Question 1. Can any product measure time
spent on the Web?
Answer. No they can't. The reason is simple. The fact that
a user downloaded a Web page to a browser doesn't necessarily mean
that he or she was actually looking at that page while it was open.
After all, the user could have received a phone call, gone
to lunch, attended a short-notice meeting, or been interrupted by a
colleague. Also, users typically have more
than one page open at a time, but only one is truly
viewable, and there is no technical way to know which one. Lastly,
downloading a Web page is not like establishing a telephone connection.
With telephones, the beginning and end of the call are logged (making
the duration measurable), and it's safe to assume that a "session"

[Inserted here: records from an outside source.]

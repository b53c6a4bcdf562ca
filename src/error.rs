//! Error taxonomy shared by every workspace operation.
//!
//! The enum is closed on purpose: a transport in front of this crate maps
//! each kind onto a status code, so new failure shapes must show up here
//! rather than as ad-hoc strings.

use thiserror::Error;

pub type Result<T> = std::result::Result<T, WorkspaceError>;

#[derive(Error, Debug)]
pub enum WorkspaceError {
    /// The resolved path is not the workspace root or a descendant of it.
    #[error("path '{0}' escapes the workspace root")]
    OutOfBoundsPath(String),

    #[error("not found: {0}")]
    NotFound(String),

    #[error("not a file: {0}")]
    NotAFile(String),

    #[error("not a directory: {0}")]
    NotADirectory(String),

    /// Malformed regex or glob, rejected before any file is scanned.
    #[error("invalid pattern: {0}")]
    InvalidPattern(String),

    /// An exact-string edit could not be applied unambiguously.
    #[error("{0}")]
    EditConflict(String),

    /// A git invocation exited nonzero or could not be spawned; `detail`
    /// carries stderr when the process produced any.
    #[error("git {command} failed: {detail}")]
    Git { command: String, detail: String },

    #[error("session not found: {0}")]
    SessionNotFound(String),

    #[error(transparent)]
    Io(#[from] std::io::Error),
}

impl WorkspaceError {
    /// Machine-readable kind, stable across detail-message changes.
    pub fn kind(&self) -> &'static str {
        match self {
            WorkspaceError::OutOfBoundsPath(_) => "out_of_bounds_path",
            WorkspaceError::NotFound(_) => "not_found",
            WorkspaceError::NotAFile(_) => "not_a_file",
            WorkspaceError::NotADirectory(_) => "not_a_directory",
            WorkspaceError::InvalidPattern(_) => "invalid_pattern",
            WorkspaceError::EditConflict(_) => "edit_conflict",
            WorkspaceError::Git { .. } => "git",
            WorkspaceError::SessionNotFound(_) => "session_not_found",
            WorkspaceError::Io(_) => "io",
        }
    }
}

#[cfg(test)]
mod tests {
    use super::*;

    #[test]
    fn kind_is_stable_per_variant() {
        assert_eq!(
            WorkspaceError::OutOfBoundsPath("x".into()).kind(),
            "out_of_bounds_path"
        );
        assert_eq!(WorkspaceError::NotFound("x".into()).kind(), "not_found");
        assert_eq!(
            WorkspaceError::Git {
                command: "status".into(),
                detail: "boom".into()
            }
            .kind(),
            "git"
        );
    }

    #[test]
    fn git_error_display_names_the_subcommand() {
        let err = WorkspaceError::Git {
            command: "push".into(),
            detail: "rejected".into(),
        };
        assert_eq!(err.to_string(), "git push failed: rejected");
    }
}
//! Tests for mutating file operations.

use super::*;
use std::fs;
use tempfile::TempDir;

fn workspace() -> (TempDir, WorkspaceRoot) {
    let dir = TempDir::new().unwrap();
    let root = WorkspaceRoot::new(dir.path()).unwrap();
    (dir, root)
}

#[test]
fn write_creates_parent_directories() {
    let (dir, root) = workspace();
    write_file(&root, "deep/nested/file.txt", "hello\n").unwrap();
    let written = fs::read_to_string(dir.path().join("deep/nested/file.txt")).unwrap();
    assert_eq!(written, "hello\n");
}

#[test]
fn write_overwrites_existing_content() {
    let (dir, root) = workspace();
    write_file(&root, "f.txt", "first").unwrap();
    write_file(&root, "f.txt", "second").unwrap();
    assert_eq!(fs::read_to_string(dir.path().join("f.txt")).unwrap(), "second");
}

#[test]
fn write_outside_the_root_is_rejected() {
    let (_dir, root) = workspace();
    let err = write_file(&root, "../escape.txt", "nope").unwrap_err();
    assert_eq!(err.kind(), "out_of_bounds_path");
}

#[test]
fn edit_replaces_a_unique_occurrence() {
    let (dir, root) = workspace();
    write_file(&root, "f.txt", "let x = 1;\nlet y = 2;\n").unwrap();
    let replaced = edit_file(&root, "f.txt", "x = 1", "x = 10", false).unwrap();
    assert_eq!(replaced, 1);
    assert_eq!(
        fs::read_to_string(dir.path().join("f.txt")).unwrap(),
        "let x = 10;\nlet y = 2;\n"
    );
}

#[test]
fn edit_rejects_a_missing_old_string() {
    let (_dir, root) = workspace();
    write_file(&root, "f.txt", "content\n").unwrap();
    let err = edit_file(&root, "f.txt", "absent", "new", false).unwrap_err();
    assert_eq!(err.kind(), "edit_conflict");
}

#[test]
fn edit_rejects_ambiguous_occurrences() {
    let (_dir, root) = workspace();
    write_file(&root, "f.txt", "dup\ndup\ndup\n").unwrap();
    let err = edit_file(&root, "f.txt", "dup", "x", false).unwrap_err();
    assert_eq!(err.kind(), "edit_conflict");
    assert!(err.to_string().contains("3 locations"));
}

#[test]
fn edit_replace_all_reports_the_count() {
    let (dir, root) = workspace();
    write_file(&root, "f.txt", "dup\ndup\ndup\n").unwrap();
    let replaced = edit_file(&root, "f.txt", "dup", "uniq", true).unwrap();
    assert_eq!(replaced, 3);
    assert_eq!(
        fs::read_to_string(dir.path().join("f.txt")).unwrap(),
        "uniq\nuniq\nuniq\n"
    );
}

#[test]
fn edit_missing_file_is_not_found() {
    let (_dir, root) = workspace();
    let err = edit_file(&root, "gone.txt", "a", "b", false).unwrap_err();
    assert_eq!(err.kind(), "not_found");
}

#[test]
fn delete_removes_a_file() {
    let (dir, root) = workspace();
    write_file(&root, "f.txt", "x").unwrap();
    delete_path(&root, "f.txt").unwrap();
    assert!(!dir.path().join("f.txt").exists());
}

#[test]
fn delete_removes_a_directory_recursively() {
    let (dir, root) = workspace();
    write_file(&root, "sub/a.txt", "x").unwrap();
    write_file(&root, "sub/deep/b.txt", "y").unwrap();
    delete_path(&root, "sub").unwrap();
    assert!(!dir.path().join("sub").exists());
}

#[test]
fn delete_missing_target_is_not_found() {
    let (_dir, root) = workspace();
    let err = delete_path(&root, "nothing").unwrap_err();
    assert_eq!(err.kind(), "not_found");
}

#[test]
fn move_renames_within_the_workspace() {
    let (dir, root) = workspace();
    write_file(&root, "old.txt", "payload").unwrap();
    move_path(&root, "old.txt", "archive/new.txt").unwrap();
    assert!(!dir.path().join("old.txt").exists());
    assert_eq!(
        fs::read_to_string(dir.path().join("archive/new.txt")).unwrap(),
        "payload"
    );
}

#[test]
fn move_missing_source_is_not_found() {
    let (_dir, root) = workspace();
    let err = move_path(&root, "gone", "elsewhere").unwrap_err();
    assert_eq!(err.kind(), "not_found");
}

#[test]
fn move_cannot_escape_through_the_destination() {
    let (_dir, root) = workspace();
    write_file(&root, "f.txt", "x").unwrap();
    let err = move_path(&root, "f.txt", "../../stolen.txt").unwrap_err();
    assert_eq!(err.kind(), "out_of_bounds_path");
}
//! Regex content search across a confined file set.
//!
//! A search resolves its root through the workspace guard, collects candidate
//! files once, compiles the pattern once, and renders one of three output
//! modes as a single text blob. Nothing is indexed or cached; every call
//! re-scans the matching files.

use std::fs;
use std::path::PathBuf;

use log::Level;
use regex::{Regex, RegexBuilder};

use crate::error::{Result, WorkspaceError};
use crate::fileset::collect_files;
use crate::telemetry::{LogMessage, log_with_context};
use crate::workspace::WorkspaceRoot;

mod context;
use context::group_context;

/// How search results are rendered.
#[derive(Debug, Clone, Copy, PartialEq, Eq)]
pub enum OutputMode {
    /// One workspace-relative path per file with at least one match.
    FilesWithMatches,
    /// `path:count` per file with a nonzero number of matches.
    Count,
    /// Matched lines with surrounding context, grep-style.
    Content,
}

/// Configuration options for a search call.
#[derive(Debug, Clone)]
pub struct SearchOptions {
    /// Root-relative file or directory to search; empty means the whole
    /// workspace.
    pub path: String,

    /// Glob filter applied to candidate files; empty means every file.
    pub glob: String,

    pub output_mode: OutputMode,

    /// Symmetric context lines around each match (content mode).
    pub context: usize,

    /// Context lines before each match; the effective value is the maximum
    /// of this and `context`.
    pub context_before: usize,

    /// Context lines after each match; the effective value is the maximum
    /// of this and `context`.
    pub context_after: usize,

    pub case_insensitive: bool,

    /// Whether content-mode lines carry a 1-based line number segment.
    pub line_numbers: bool,

    /// Cap on result entries; 0 means unlimited.
    pub head_limit: usize,

    /// Lets the pattern span line boundaries: enables both
    /// dot-matches-newline and `^`/`$` at internal line breaks. The two
    /// behaviors are coupled on purpose to match what callers expect from
    /// the flag.
    pub multiline: bool,
}

impl Default for SearchOptions {
    fn default() -> Self {
        Self {
            path: String::new(),
            glob: String::new(),
            output_mode: OutputMode::FilesWithMatches,
            context: 0,
            context_before: 0,
            context_after: 0,
            case_insensitive: false,
            line_numbers: true,
            head_limit: 0,
            multiline: false,
        }
    }
}

/// Compiles the search pattern with the requested flag semantics.
///
/// Compilation happens exactly once per search call, before any file is
/// read; malformed patterns surface the regex engine's diagnostic.
fn compile_pattern(pattern: &str, case_insensitive: bool, multiline: bool) -> Result<Regex> {
    RegexBuilder::new(pattern)
        .case_insensitive(case_insensitive)
        .multi_line(multiline)
        .dot_matches_new_line(multiline)
        .build()
        .map_err(|e| WorkspaceError::InvalidPattern(e.to_string()))
}

/// Searches for `pattern` under the workspace per `options` and returns the
/// rendered result blob.
///
/// A structural problem (escaping path, malformed regex or glob) aborts the
/// call before any file is read. A file that cannot be read mid-scan is
/// skipped with a warning and never fails the search. A search root that
/// does not exist simply matches nothing.
pub fn search(root: &WorkspaceRoot, pattern: &str, options: &SearchOptions) -> Result<String> {
    let target = if options.path.is_empty() {
        root.path().to_path_buf()
    } else {
        root.resolve(&options.path)?
    };

    let compiled = compile_pattern(pattern, options.case_insensitive, options.multiline)?;

    // A single-file target short-circuits collection entirely.
    let files = if target.is_file() {
        vec![target]
    } else {
        collect_files(&target, &options.glob)?
    };

    match options.output_mode {
        OutputMode::FilesWithMatches => files_with_matches(root, &compiled, &files, options),
        OutputMode::Count => count_matches(root, &compiled, &files, options),
        OutputMode::Content => render_content(root, &compiled, &files, options),
    }
}

/// Reads a candidate as text, replacing invalid byte sequences. `None`
/// means the file could not be read and the scan should move on.
fn read_candidate(path: &PathBuf) -> Option<String> {
    match fs::read(path) {
        Ok(bytes) => Some(String::from_utf8_lossy(&bytes).into_owned()),
        Err(e) => {
            log_with_context(
                Level::Warn,
                LogMessage {
                    message: format!("Skipping unreadable file: {}", e),
                    module: "search",
                    context: Some(vec![("file_path", path.display().to_string())]),
                },
            );
            None
        }
    }
}

fn files_with_matches(
    root: &WorkspaceRoot,
    compiled: &Regex,
    files: &[PathBuf],
    options: &SearchOptions,
) -> Result<String> {
    let mut hits: Vec<String> = Vec::new();
    for file in files {
        if let Some(text) = read_candidate(file) {
            if compiled.is_match(&text) {
                hits.push(root.relative_display(file));
            }
        }
        if options.head_limit > 0 && hits.len() >= options.head_limit {
            break;
        }
    }
    Ok(hits.join("\n"))
}

fn count_matches(
    root: &WorkspaceRoot,
    compiled: &Regex,
    files: &[PathBuf],
    options: &SearchOptions,
) -> Result<String> {
    let mut lines_out: Vec<String> = Vec::new();
    for file in files {
        let Some(text) = read_candidate(file) else {
            continue;
        };
        let count = compiled.find_iter(&text).count();
        if count > 0 {
            lines_out.push(format!("{}:{}", root.relative_display(file), count));
        }
    }
    // The cap applies to the finished list, after every file was counted.
    if options.head_limit > 0 {
        lines_out.truncate(options.head_limit);
    }
    Ok(lines_out.join("\n"))
}

fn render_content(
    root: &WorkspaceRoot,
    compiled: &Regex,
    files: &[PathBuf],
    options: &SearchOptions,
) -> Result<String> {
    let before = options.context.max(options.context_before);
    let after = options.context.max(options.context_after);

    let mut output_lines: Vec<String> = Vec::new();
    for file in files {
        let Some(text) = read_candidate(file) else {
            continue;
        };
        let lines: Vec<&str> = text.lines().collect();

        // Line indexing is per physical line even when the compiled pattern
        // itself carries multiline semantics.
        let match_indices: Vec<usize> = lines
            .iter()
            .enumerate()
            .filter(|(_, line)| compiled.is_match(line))
            .map(|(idx, _)| idx)
            .collect();
        if match_indices.is_empty() {
            continue;
        }

        let groups = group_context(lines.len(), &match_indices, before, after);
        let relative = root.relative_display(file);

        for group in &groups {
            // One separator before every group except the first overall,
            // which also separates the output of consecutive files.
            if !output_lines.is_empty() {
                output_lines.push("--".to_string());
            }
            for &idx in group {
                let is_match = match_indices.binary_search(&idx).is_ok();
                let sep = if is_match { ':' } else { '-' };
                if options.line_numbers {
                    output_lines.push(format!("{relative}{sep}{}{sep}{}", idx + 1, lines[idx]));
                } else {
                    output_lines.push(format!("{relative}{sep}{}", lines[idx]));
                }
            }
        }

        if options.head_limit > 0 && output_lines.len() >= options.head_limit {
            output_lines.truncate(options.head_limit);
            break;
        }
    }
    Ok(output_lines.join("\n"))
}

was taking place. Conversely, when a computer user clicks a URL,
that action merely constitutes a one-time request for a document,
and the "connection" with the server is immediately broken.
There is no session, no end-of-session, and no possibility
of measuring duration.
It's true that some products claim to measure time spent on the
Web. This is an appealing but unachievable and misleading assertion.
And the use of such products can lead managers to take ill-considered
and unjustifiable actions against users.
Question 2. If time spent can't be measured,
what then is the best way to gauge the level of Web-visit activity
by user or by category?
Answer. The best way is to count and report the number of
times the user actually clicked on (i.e., visited or viewed the page) specific Web
sites and Web pages. To do this accurately though, the software
must clearly distinguish true visits from other types of hits, e.g.,
graphics, banners, ads, background audio, and video images. To
our knowledge, we are the only vendor that uses the visit-count
approach. Other vendors' products typically mix true visits with
all other types of hits, seriously distorting the true nature and
level of the user's activity.
Question 3. How does "Download Time"
relate to this issue?
Answer. Only indirectly. Download time is an estimate of
the amount of time required, per visit, for the average Web page
to load in the browser. It only represents the absolute minimum
time the user was active with respect to the visited site (or page).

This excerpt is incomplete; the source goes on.